Evaluation Methods for RAG

Measuring RAG performance is critical for improving your system.

Evaluation Framework

A complete RAG evaluation has three main components:


Query → [Retrieval] → [Generation] → Response
         ↓              ↓              ↓
      Context        Faithfulness   Relevance
      Relevance

Retrieval Evaluation

1. Standard IR Metrics

Precision@k: What fraction of top-k results are relevant?

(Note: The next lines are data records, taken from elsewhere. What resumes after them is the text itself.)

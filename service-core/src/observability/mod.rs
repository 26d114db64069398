pub mod logging;
pub mod metrics;

pub use logging::init_tracing;
pub use metrics::{init_http_metrics, render_http_metrics};
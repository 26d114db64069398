//! HTTP handlers for quoting-service.

pub mod catalog;
pub mod estimates;
pub mod quotes;
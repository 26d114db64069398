use axum::http::HeaderValue;
use axum::{extract::Request, middleware::Next, response::Response};
use tracing::Instrument;
use uuid::Uuid;

pub const REQUEST_ID_HEADER: &str = "x-request-id";

/// Correlation id of the current request, available as a request extension.
#[derive(Debug, Clone)]
pub struct RequestId(pub String);

/// Reuse the caller's `x-request-id` or mint one, expose it to handlers,
/// echo it on the response, and attach it to every log line of the request.
pub async fn request_id_middleware(mut req: Request, next: Next) -> Response {
    let request_id = req
        .headers()
        .get(REQUEST_ID_HEADER)
        .and_then(|h| h.to_str().ok())
        .filter(|s| !s.is_empty())
        .map(|s| s.to_string())
        .unwrap_or_else(|| Uuid::new_v4().to_string());

    if let Ok(header_value) = HeaderValue::from_str(&request_id) {
        req.headers_mut().insert(REQUEST_ID_HEADER, header_value);
    }
    req.extensions_mut().insert(RequestId(request_id.clone()));

    let span = tracing::info_span!(
        "request",
        request_id = %request_id,
        method = %req.method(),
        path = %req.uri().path()
    );
    let mut response = next.run(req).instrument(span).await;

    if let Ok(header_value) = HeaderValue::from_str(&request_id) {
        response.headers_mut().insert(REQUEST_ID_HEADER, header_value);
    }

    response
}
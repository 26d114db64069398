use crate::error::AppError;
use axum::{
    Json,
    extract::{FromRequest, Request},
};
use serde::de::DeserializeOwned;
use validator::Validate;

/// JSON body extractor that also runs `validator` rules.
///
/// Malformed JSON is a 400; a body that parses but breaks a rule is a 422.
pub struct ValidatedJson<T>(pub T);

#[axum::async_trait]
impl<T, S> FromRequest<S> for ValidatedJson<T>
where
    T: DeserializeOwned + Validate + 'static,
    S: Send + Sync,
{
    type Rejection = AppError;

    async fn from_request(req: Request, state: &S) -> Result<Self, Self::Rejection> {
        let Json(value) = Json::<T>::from_request(req, state)
            .await
            .map_err(|e| AppError::BadRequest(anyhow::anyhow!("Json parse error: {}", e)))?;

        value.validate()?;

        Ok(ValidatedJson(value))
    }
}
use crate::models::{CatalogEntry, PackageEntry, QualityTier, WorkCategory};
use rust_decimal::Decimal;
use serde::Serialize;
use std::collections::BTreeMap;

#[derive(Debug, Serialize)]
pub struct CatalogItemResponse {
    pub category: WorkCategory,
    pub category_name: &'static str,
    pub code: String,
    pub description: String,
    pub unit: String,
    pub prices: BTreeMap<QualityTier, Decimal>,
}

impl From<&CatalogEntry> for CatalogItemResponse {
    fn from(entry: &CatalogEntry) -> Self {
        Self {
            category: entry.category,
            category_name: entry.category.display_name(),
            code: entry.code.clone(),
            description: entry.description.clone(),
            unit: entry.unit.clone(),
            prices: entry.prices.clone(),
        }
    }
}

#[derive(Debug, Serialize)]
pub struct PackageResponse {
    pub code: String,
    pub name: String,
    pub description: String,
    pub pricing_shape: &'static str,
    pub tiers: Vec<QualityTier>,
}

impl From<&PackageEntry> for PackageResponse {
    fn from(entry: &PackageEntry) -> Self {
        Self {
            code: entry.code.clone(),
            name: entry.name.clone(),
            description: entry.description.clone(),
            pricing_shape: entry.pricing.as_str(),
            tiers: entry.pricing.tiers(),
        }
    }
}
//! Non-fatal validation signals returned alongside results.

use super::{QualityTier, WorkCategory};
use rust_decimal::Decimal;
use serde::{Deserialize, Serialize};

#[derive(Debug, Clone, PartialEq, Eq, Serialize, Deserialize)]
#[serde(tag = "kind", rename_all = "snake_case")]
pub enum ValidationWarning {
    /// Discount was outside [0, 100] and got clamped.
    DiscountClamped { requested: Decimal, applied: Decimal },
    /// Subtotal is zero or negative; the quote is computable but meaningless.
    NonPositiveSubtotal { subtotal: Decimal },
    /// Requested tier has no price for this item; the standard tier was used.
    QualityFallback {
        category: WorkCategory,
        code: String,
        requested: QualityTier,
    },
}

impl ValidationWarning {
    /// Short label for metrics.
    pub fn kind(&self) -> &'static str {
        match self {
            ValidationWarning::DiscountClamped { .. } => "discount_clamped",
            ValidationWarning::NonPositiveSubtotal { .. } => "non_positive_subtotal",
            ValidationWarning::QualityFallback { .. } => "quality_fallback",
        }
    }
}

impl std::fmt::Display for ValidationWarning {
    fn fmt(&self, f: &mut std::fmt::Formatter<'_>) -> std::fmt::Result {
        match self {
            ValidationWarning::DiscountClamped { requested, applied } => {
                write!(f, "Discount {}% clamped to {}%", requested, applied)
            }
            ValidationWarning::NonPositiveSubtotal { subtotal } => {
                write!(f, "Quote subtotal is not positive ({})", subtotal)
            }
            ValidationWarning::QualityFallback {
                category,
                code,
                requested,
            } => write!(
                f,
                "No {} price for {}/{}; standard price used",
                requested, category, code
            ),
        }
    }
}
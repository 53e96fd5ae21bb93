// Copyright 2025 eraflo
//
// Licensed under the Apache License, Version 2.0 (the "License");
// you may not use this file except in compliance with the License.
// You may obtain a copy of the License at
//
//     http://www.apache.org/licenses/LICENSE-2.0
//
// Unless required by applicable law or agreed to in writing, software
// distributed under the License is distributed on an "AS IS" BASIS,
// WITHOUT WARRANTIES OR CONDITIONS OF ANY KIND, either express or implied.
// See the License for the specific language governing permissions and
// limitations under the License.

// Strata Sandbox
// Drives the residency registry through a simulated nine second game loop.

mod assets;
mod device;

use anyhow::{Context, Result};
use assets::{Audible, GpuResident, Mesh, RenderTarget, SoundClip, Texture};
use device::FakeDevice;
use std::collections::HashSet;
use std::path::Path;
use std::sync::Arc;
use strata_agents::eviction_agent::EvictionScheduler;
use strata_core::asset::{AssetHandle, ResidencyError, ResourceIdentity, UploadError};
use strata_core::{ResidencyConfig, Stopwatch};
use strata_data::assets::ResourceRegistry;

const FRAME_MS: u64 = 16;
const DEMO_LENGTH_MS: u64 = 9000;
const DEVICE_BUDGET: u64 = 192 * 1024;
const MODEL_PATH: &str = "models/ship.mesh";
const MODEL_MESHES: u32 = 3;

const RESIDENCY_RON: &str = r#"(
    sweep_period_ms: 1000,
    defaults: (policy: Storage, active_time_limit_ms: 2000, cache_time_limit_ms: 6000),
    overrides: {
        "texture": (policy: Storage, active_time_limit_ms: 500, cache_time_limit_ms: 3000),
        "render_target": (policy: Active, active_time_limit_ms: 1000, cache_time_limit_ms: 2000),
        "audio": (policy: Cached, active_time_limit_ms: 1000, cache_time_limit_ms: 5000),
    },
)"#;

/// Which textures are on screen at a given time.
fn visible_textures(now: u64) -> &'static [&'static str] {
    match now {
        0..=2999 => &["textures/grass.png", "textures/rock.png"],
        3000..=5999 => &["textures/rock.png", "textures/sky.png"],
        _ => &["textures/grass.png", "textures/sky.png"],
    }
}

fn write_assets(root: &Path) -> Result<()> {
    let files: [(&str, Vec<u8>); 5] = [
        ("textures/grass.png", vec![0x22; 48 * 1024]),
        ("textures/rock.png", vec![0x77; 32 * 1024]),
        ("textures/sky.png", vec![0xaa; 56 * 1024]),
        ("audio/engine.wav", vec![0x01; 192 * 1500]),
        (MODEL_PATH, ship_model()),
    ];
    for (path, bytes) in files {
        let path = root.join(path);
        if let Some(parent) = path.parent() {
            std::fs::create_dir_all(parent)?;
        }
        std::fs::write(&path, bytes).with_context(|| format!("writing {}", path.display()))?;
    }
    std::fs::write(root.join("residency.ron"), RESIDENCY_RON)?;
    Ok(())
}

fn ship_model() -> Vec<u8> {
    let hull = vec![b'h'; 6 * 1024];
    let turret = vec![b't'; 2 * 1024];
    let flag = vec![b'f'; 512];
    [hull, turret, flag].join(&b'\n')
}

/// Binds GPU resources for drawing, recovering from device memory pressure.
#[derive(Default)]
struct Renderer {
    stalled: HashSet<ResourceIdentity>,
    draws: u64,
}

impl Renderer {
    fn draw(
        &mut self,
        registry: &mut ResourceRegistry,
        scheduler: &mut EvictionScheduler,
        identity: &ResourceIdentity,
        now: u64,
    ) -> Result<()> {
        let Some(handle) = registry.lookup::<dyn GpuResident>(identity).cloned() else {
            log::warn!("Renderer: {identity} is not registered");
            return Ok(());
        };

        match handle.ensure_active(now) {
            Ok(()) => {}
            Err(ResidencyError::Upload(UploadError::OutOfDeviceMemory { .. })) => {
                // Evict whatever went idle since the last scheduled sweep, then retry once.
                scheduler.force_sweep(registry, now);
                if let Err(err) = handle.ensure_active(now) {
                    if self.stalled.insert(identity.clone()) {
                        log::warn!("Renderer: skipping {identity} at {now} ms: {err}");
                    }
                    return Ok(());
                }
            }
            Err(err) => return Err(err).with_context(|| format!("binding {identity}")),
        }

        if self.stalled.remove(identity) {
            log::info!("Renderer: {identity} is drawable again at {now} ms");
        }
        let bound_bytes = handle.lock().resource().device_bytes();
        log::trace!("Renderer: bound {identity} ({bound_bytes} B)");
        self.draws += 1;
        Ok(())
    }
}

fn play(registry: &ResourceRegistry, identity: &ResourceIdentity, now: u64) -> Result<()> {
    if let Some(clip) = registry.lookup::<dyn Audible>(identity) {
        clip.ensure_active(now)?;
    }
    Ok(())
}

fn load_texture(
    registry: &mut ResourceRegistry,
    root: &Path,
    device: &Arc<FakeDevice>,
    path: &str,
    now: u64,
) -> Result<AssetHandle<Texture>> {
    let identity = ResourceIdentity::path_single(path);
    registry.get_or_load(&identity, now, || -> Result<Texture> {
        Ok(Texture::new(root, identity.clone(), device)?)
    })
}

fn main() -> Result<()> {
    use env_logger::{Builder, Env};

    Builder::from_env(Env::default().default_filter_or("info")).init();

    let workspace = tempfile::tempdir().context("creating the asset directory")?;
    let root = workspace.path();
    write_assets(root)?;

    let config = ResidencyConfig::load(root.join("residency.ron"))?;
    let device = Arc::new(FakeDevice::new("sandbox-gpu", DEVICE_BUDGET));
    let mut registry = ResourceRegistry::with_config(config.clone());
    let mut scheduler = EvictionScheduler::from_config(&config);
    let mut renderer = Renderer::default();
    let stopwatch = Stopwatch::new();

    let color_target = ResourceIdentity::unique();
    registry.get_or_load(&color_target, 0, || -> Result<RenderTarget> {
        Ok(RenderTarget::new(color_target.clone(), 128, 128, &device))
    })?;

    let meshes = ResourceIdentity::path_indexed(MODEL_PATH, MODEL_MESHES);
    for identity in &meshes {
        registry.get_or_load(identity, 0, || -> Result<Mesh> {
            Ok(Mesh::new(root, identity.clone(), &device)?)
        })?;
    }

    let engine_sound = ResourceIdentity::path_single("audio/engine.wav");
    let clip = registry.get_or_load(&engine_sound, 0, || -> Result<SoundClip> {
        Ok(SoundClip::new(root, engine_sound.clone())?)
    })?;
    log::info!(
        "Engine loop sound is {} ms long",
        clip.lock().resource().duration_ms()
    );

    let mut now = 0;
    while now <= DEMO_LENGTH_MS {
        renderer.draw(&mut registry, &mut scheduler, &color_target, now)?;

        for path in visible_textures(now) {
            let texture = load_texture(&mut registry, root, &device, path, now)?;
            renderer.draw(&mut registry, &mut scheduler, &texture.identity(), now)?;
        }

        // The ship leaves the scene after six seconds.
        if now < 6000 {
            for identity in &meshes {
                renderer.draw(&mut registry, &mut scheduler, identity, now)?;
            }
            play(&registry, &engine_sound, now)?;
        }

        if let Some(summary) = scheduler.tick(&mut registry, now) {
            if summary.demoted() > 0 {
                log::info!("t={now} ms: sweep {summary}");
            }
        }
        if now % 1000 == 0 {
            log::info!(
                "t={now} ms: {} | {} {} / {} B",
                registry.report(),
                device.name(),
                device.used(),
                device.budget()
            );
        }
        now += FRAME_MS;
    }

    log::info!(
        "Simulated {DEMO_LENGTH_MS} ms in {:.1} ms: {} draws, {} disk reads, {} sweeps",
        stopwatch.elapsed_secs_f64() * 1000.0,
        renderer.draws,
        assets::disk_reads(),
        scheduler.sweeps_run()
    );

    scheduler.shutdown(&mut registry);
    log::info!("Device memory after shutdown: {} B", device.used());
    Ok(())
}
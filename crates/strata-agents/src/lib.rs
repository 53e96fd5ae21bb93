// Copyright 2025 eraflo
//
// Licensed under the Apache License, Version 2.0 (the "License");
// you may not use this file except in compliance with the License.
// You may obtain a copy of the License at
//
//     http://www.apache.org/licenses/LICENSE-2.0
//
// Unless required by applicable law or agreed to in writing, software
// distributed under the License is distributed on an "AS IS" BASIS,
// WITHOUT WARRANTIES OR CONDITIONS OF ANY KIND, either express or implied.
// See the License for the specific language governing permissions and
// limitations under the License.

//! Agents that drive the residency registry from the game loop.

#![warn(missing_docs)]

pub mod eviction_agent;
// Copyright 2025 eraflo
//
// Licensed under the Apache License, Version 2.0 (the "License");
// you may not use this file except in compliance with the License.
// You may obtain a copy of the License at
//
//     http://www.apache.org/licenses/LICENSE-2.0
//
// Unless required by applicable law or agreed to in writing, software
// distributed under the License is distributed on an "AS IS" BASIS,
// WITHOUT WARRANTIES OR CONDITIONS OF ANY KIND, either express or implied.
// See the License for the specific language governing permissions and
// limitations under the License.

//! Deduplicated, polymorphic storage for tiered resources.

mod ancestry;
mod registry;
mod report;

pub use ancestry::*;
pub use registry::*;
pub use report::*;

pub use strata_core::asset::{AssetHandle, SharedRecord};
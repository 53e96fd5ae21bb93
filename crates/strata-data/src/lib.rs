// Copyright 2025 eraflo
//
// Licensed under the Apache License, Version 2.0 (the "License");
// you may not use this file except in compliance with the License.
// You may obtain a copy of the License at
//
//     http://www.apache.org/licenses/LICENSE-2.0
//
// Unless required by applicable law or agreed to in writing, software
// distributed under the License is distributed on an "AS IS" BASIS,
// WITHOUT WARRANTIES OR CONDITIONS OF ANY KIND, either express or implied.
// See the License for the specific language governing permissions and
// limitations under the License.

//! Storage systems for residency-managed resources.
//!
//! The [`ResourceRegistry`](assets::ResourceRegistry) owns one bucket per type
//! tag and is driven by the game loop, usually through the eviction scheduler
//! in `strata-agents`.

#![warn(missing_docs)]

pub mod assets;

Precision@5 = (relevant in top-5) / 5

Example: Retrieved [A✓, B✗, C✓, D✓, E✗]
Precision@5 = 3/5 = 0.6

Recall@k: What fraction of all relevant docs are in top-k?


Recall@5 = (relevant in top-5) / (total relevant)

Example: 10 relevant docs total, 3 found in top-5
Recall@5 = 3/10 = 0.3

Mean Reciprocal Rank (MRR): Average position of first relevant result


MRR = 1/N * Σ(1 / rank of first relevant)

Example: [B✗, A✓, C✓, D✗]
MRR = 1/2 = 0.5

NDCG (Normalized Discounted Cumulative Gain)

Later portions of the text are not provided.